People v. Silverman

106 Misc. 2d 468 | N.Y. Sup. Ct. | 1980

OPINION OF THE COURT

Herbert I. Altman, J.

The defendant, who is charged with one count of grand larceny in the second degree and 139 counts of commercial bribe receiving, moves to dismiss the count of larceny. As to that count the indictment alleges that from on or about January 1, 1975 to on or about February 12, 1980, defendant committed the crime of grand larceny in the second degree by stealing certain property having an aggregate value in excess of $1,500 from M. Lowenstein Corporation (hereafter Lowenstein).

Initially, defendant contends that the evidence before the Grand Jury is legally insufficient to support a larceny count on the ground that, as a matter of law, conduct which is found to constitute commercial bribe receiving may not *469be found to constitute larceny. However, the same conduct may constitute more than one crime and the People may charge all of them in one indictment (see People v Wisch, 58 Misc 2d 766; cf. CPL 200.20, subd 2, par [a]). Thus, contrary to defendant’s assertion, the inability of the parties and this court to find a case which holds that a particular course of conduct can constitute both commercial bribe receiving and larceny is not determinative of this issue. Rather, the proper standard of judicial inquiry is whether the evidence before the Grand Jury was “competent evidence which, if accepted as true, would establish every element of an offense charged and the defendant’s commission thereof” (CPL 70.10, subd 1). As indicated in People v Warner-Lambert Co. (69 AD2d 265, rearg ordered 50 NY2d 1054), the evidence must be viewed in the light most favorable to the People, and it may be legally sufficient “although it does not provide ‘reasonable cause’ to believe that the defendant committed the crime charged.” (Denzer, Practice Commentary, McKinney’s Cons Laws of NY, Book 11 A, CPL 70.10, p 348.)
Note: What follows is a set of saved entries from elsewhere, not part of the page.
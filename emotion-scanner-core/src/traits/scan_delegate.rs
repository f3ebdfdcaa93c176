use crate::models::classification::ClassificationResult;
use crate::models::error::ScannerError;
use crate::models::state::LifecycleState;

/// Event delegate for scanner notifications.
///
/// Called on the host thread that drives `CaptureLifecycle`. Implementations
/// that feed a UI on another thread should forward the event.
pub trait ScanDelegate: Send + Sync {
    /// Called when the lifecycle state changes.
    fn on_state_changed(&self, state: &LifecycleState);

    /// Called once per tick with the freshly published result.
    fn on_result(&self, result: &ClassificationResult);

    /// Called when acquisition fails or the device is lost.
    fn on_error(&self, error: &ScannerError);
}
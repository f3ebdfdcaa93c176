use crate::models::config::ScannerConfig;
use crate::models::device::CameraDevice;
use crate::models::error::{AcquisitionError, CaptureError};
use crate::models::frame::Frame;

/// Interface for platform-specific camera sources.
///
/// Implemented by:
/// - `NokhwaCamera` (native webcams, `native` feature)
/// - `TestPatternCamera` (synthetic frames)
///
/// Providers are shared across threads: `acquire` runs on a worker thread
/// while `capture` and `release` run on the host's thread.
pub trait FrameProvider: Send + Sync + 'static {
    /// Open device handle. Owned by a `CaptureSession`.
    type Stream: Send + 'static;

    /// Whether a camera is present at all.
    fn is_available(&self) -> bool;

    /// Open a video stream, preferring `config.facing_mode`.
    ///
    /// May block on the permission prompt and device handshake.
    fn acquire(&self, config: &ScannerConfig) -> Result<Self::Stream, AcquisitionError>;

    /// Return the most recent image at native resolution.
    ///
    /// Must not block waiting for a new image.
    fn capture(&self, stream: &mut Self::Stream) -> Result<Frame, CaptureError>;

    /// Stop every underlying track. Safe to call more than once.
    fn release(&self, stream: &mut Self::Stream);

    /// Information about the camera backing this provider.
    fn device_info(&self) -> CameraDevice;
}
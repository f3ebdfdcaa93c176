//! Camera choice from a device list and a `ScannerConfig`.

use emotion_scanner_core::models::config::ScannerConfig;
use emotion_scanner_core::models::device::{CameraDevice, FacingMode};

/// Guess which way a camera points from its human-readable name.
///
/// Built-in laptop and desk webcams face the user; names mentioning the back
/// or rear face the environment.
pub fn guess_facing(name: &str) -> Option<FacingMode> {
    let lower = name.to_lowercase();
    if ["back", "rear", "environment", "world"]
        .iter()
        .any(|hint| lower.contains(hint))
    {
        return Some(FacingMode::Environment);
    }
    if ["front", "user", "facetime", "integrated", "built-in", "webcam"]
        .iter()
        .any(|hint| lower.contains(hint))
    {
        return Some(FacingMode::User);
    }
    None
}

/// Pick the device to open.
///
/// An explicit `device_index` wins when present in the list. Otherwise the
/// first device facing `config.facing_mode`, then the default device, then
/// the first one.
pub fn select_device<'a>(devices: &'a [CameraDevice], config: &ScannerConfig) -> Option<&'a CameraDevice> {
    if let Some(index) = config.device_index {
        let id = index.to_string();
        if let Some(device) = devices.iter().find(|d| d.id == id) {
            return Some(device);
        }
        log::warn!("Camera index {} not found, falling back to facing mode", index);
    }
    devices
        .iter()
        .find(|d| d.facing == Some(config.facing_mode))
        .or_else(|| devices.iter().find(|d| d.is_default))
        .or_else(|| devices.first())
}

#[cfg(test)]
mod tests {
    use super::*;

    fn device(id: &str, name: &str, is_default: bool) -> CameraDevice {
        CameraDevice {
            id: id.into(),
            name: name.into(),
            facing: guess_facing(name),
            is_default,
        }
    }

    #[test]
    fn guesses_common_names() {
        assert_eq!(guess_facing("FaceTime HD Camera"), Some(FacingMode::User));
        assert_eq!(guess_facing("Integrated Webcam"), Some(FacingMode::User));
        assert_eq!(guess_facing("Rear Camera"), Some(FacingMode::Environment));
        assert_eq!(guess_facing("USB2.0 PC CAMERA"), None);
    }

    #[test]
    fn prefers_user_facing() {
        let devices = vec![
            device("0", "Back Camera", true),
            device("1", "Front Camera", false),
        ];
        let chosen = select_device(&devices, &ScannerConfig::default()).unwrap();
        assert_eq!(chosen.id, "1");
    }

    #[test]
    fn explicit_index_wins() {
        let devices = vec![
            device("0", "Front Camera", true),
            device("1", "USB Capture", false),
        ];
        let config = ScannerConfig {
            device_index: Some(1),
            ..Default::default()
        };
        assert_eq!(select_device(&devices, &config).unwrap().id, "1");
    }

    #[test]
    fn missing_index_falls_back() {
        let devices = vec![device("0", "USB Capture", false), device("1", "Capture", true)];
        let config = ScannerConfig {
            device_index: Some(7),
            ..Default::default()
        };
        assert_eq!(select_device(&devices, &config).unwrap().id, "1");
    }

    #[test]
    fn empty_list_selects_nothing() {
        assert!(select_device(&[], &ScannerConfig::default()).is_none());
    }
}
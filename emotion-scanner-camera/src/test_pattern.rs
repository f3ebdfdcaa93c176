//! Synthetic camera rendering a moving gradient.
//!
//! Behaves like a device: frames are produced on their own thread at a fixed
//! rate and `capture` only sees the latest one. Overall brightness swings
//! slowly so the scanner walks through every label.

use std::sync::atomic::Ordering;
use std::thread;
use std::time::Duration;

use emotion_scanner_core::models::config::ScannerConfig;
use emotion_scanner_core::models::device::{CameraDevice, FacingMode};
use emotion_scanner_core::models::error::{AcquisitionError, CaptureError};
use emotion_scanner_core::models::frame::Frame;
use emotion_scanner_core::traits::frame_provider::FrameProvider;

use crate::slot_stream::SlotStream;

const DEFAULT_WIDTH: u32 = 160;
const DEFAULT_HEIGHT: u32 = 120;
const DEFAULT_FPS: u32 = 30;

/// Radians of brightness oscillation per rendered frame.
const PHASE_STEP: f64 = 0.02;

pub struct TestPatternCamera {
    width: u32,
    height: u32,
    fps: u32,
    denial: Option<AcquisitionError>,
}

impl TestPatternCamera {
    pub fn new(width: u32, height: u32, fps: u32) -> Self {
        Self {
            width,
            height,
            fps: fps.max(1),
            denial: None,
        }
    }

    /// A camera whose every acquisition fails with `error`.
    pub fn denying(error: AcquisitionError) -> Self {
        Self {
            denial: Some(error),
            ..Self::default()
        }
    }

    /// Render frame number `n`.
    ///
    /// Base level follows `sin(n * PHASE_STEP)`; a left-to-right ramp from
    /// half to full level adds dispersion.
    pub fn render(width: u32, height: u32, n: u64) -> Frame {
        let base = ((n as f64 * PHASE_STEP).sin() * 0.5 + 0.5) * 255.0;
        let mut rgb = Vec::with_capacity(width as usize * height as usize * 3);
        for _y in 0..height {
            for x in 0..width {
                let ramp = 0.5 + 0.5 * (x as f64 / width.max(1) as f64);
                let v = (base * ramp).round().clamp(0.0, 255.0) as u8;
                rgb.extend_from_slice(&[v, v, v]);
            }
        }
        match Frame::from_rgb(width, height, rgb) {
            Ok(frame) => frame,
            Err(_) => Frame::empty(),
        }
    }
}

impl Default for TestPatternCamera {
    fn default() -> Self {
        Self::new(DEFAULT_WIDTH, DEFAULT_HEIGHT, DEFAULT_FPS)
    }
}

impl FrameProvider for TestPatternCamera {
    type Stream = SlotStream;

    fn is_available(&self) -> bool {
        !matches!(self.denial, Some(AcquisitionError::DeviceNotAvailable))
    }

    fn acquire(&self, config: &ScannerConfig) -> Result<SlotStream, AcquisitionError> {
        if let Some(ref err) = self.denial {
            return Err(err.clone());
        }

        let (width, height) = config.resolution.unwrap_or((self.width, self.height));
        let interval = Duration::from_secs_f64(1.0 / self.fps as f64);

        SlotStream::spawn("test-pattern-capture", move |running, slot| {
            let mut n: u64 = 0;
            while running.load(Ordering::SeqCst) {
                slot.store(Self::render(width, height, n));
                n = n.wrapping_add(1);
                thread::sleep(interval);
            }
        })
        .map_err(|e| AcquisitionError::Backend(format!("failed to spawn test pattern thread: {}", e)))
    }

    fn capture(&self, stream: &mut SlotStream) -> Result<Frame, CaptureError> {
        stream.latest()
    }

    fn release(&self, stream: &mut SlotStream) {
        stream.stop();
    }

    fn device_info(&self) -> CameraDevice {
        CameraDevice {
            id: "test-pattern".into(),
            name: "Test Pattern".into(),
            facing: Some(FacingMode::User),
            is_default: true,
        }
    }
}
Section 155.05 of the Penal Law defines conduct which constitutes the crime of larceny. Subdivision 2 of section 155.45 of the Penal Law provides that “[p]roof that the defendant engaged in any conduct constituting larceny as defined in section 155.05 is sufficient to support any indictment * * * for larceny other than one charging larceny by extortion.” (See, also, People v Farruggia, 41 AD2d 894.) Subdivision 1 of section 155.05 of the Penal Law broadly states that “A person steals property and commits larceny when, with intent to deprive another of property or to appropriate the same to himself or to a third person, he wrongfully takes, obtains or withholds such property from an owner thereof.” Subdivision 2 sets forth specific means by which larceny may be committed. Additionally, grand larceny in the second degree requires that the property stolen exceed $1,500 in value (see Penal Law § 155.35). It is the People’s position that defendant’s conduct constitutes larceny committed by the means set forth in subdivision 1 of section 155.05 of the Penal Law and, additionally, by embezzlement and by obtaining property by false pretenses (see Penal Law, § 155:05, subd 2, par [a]).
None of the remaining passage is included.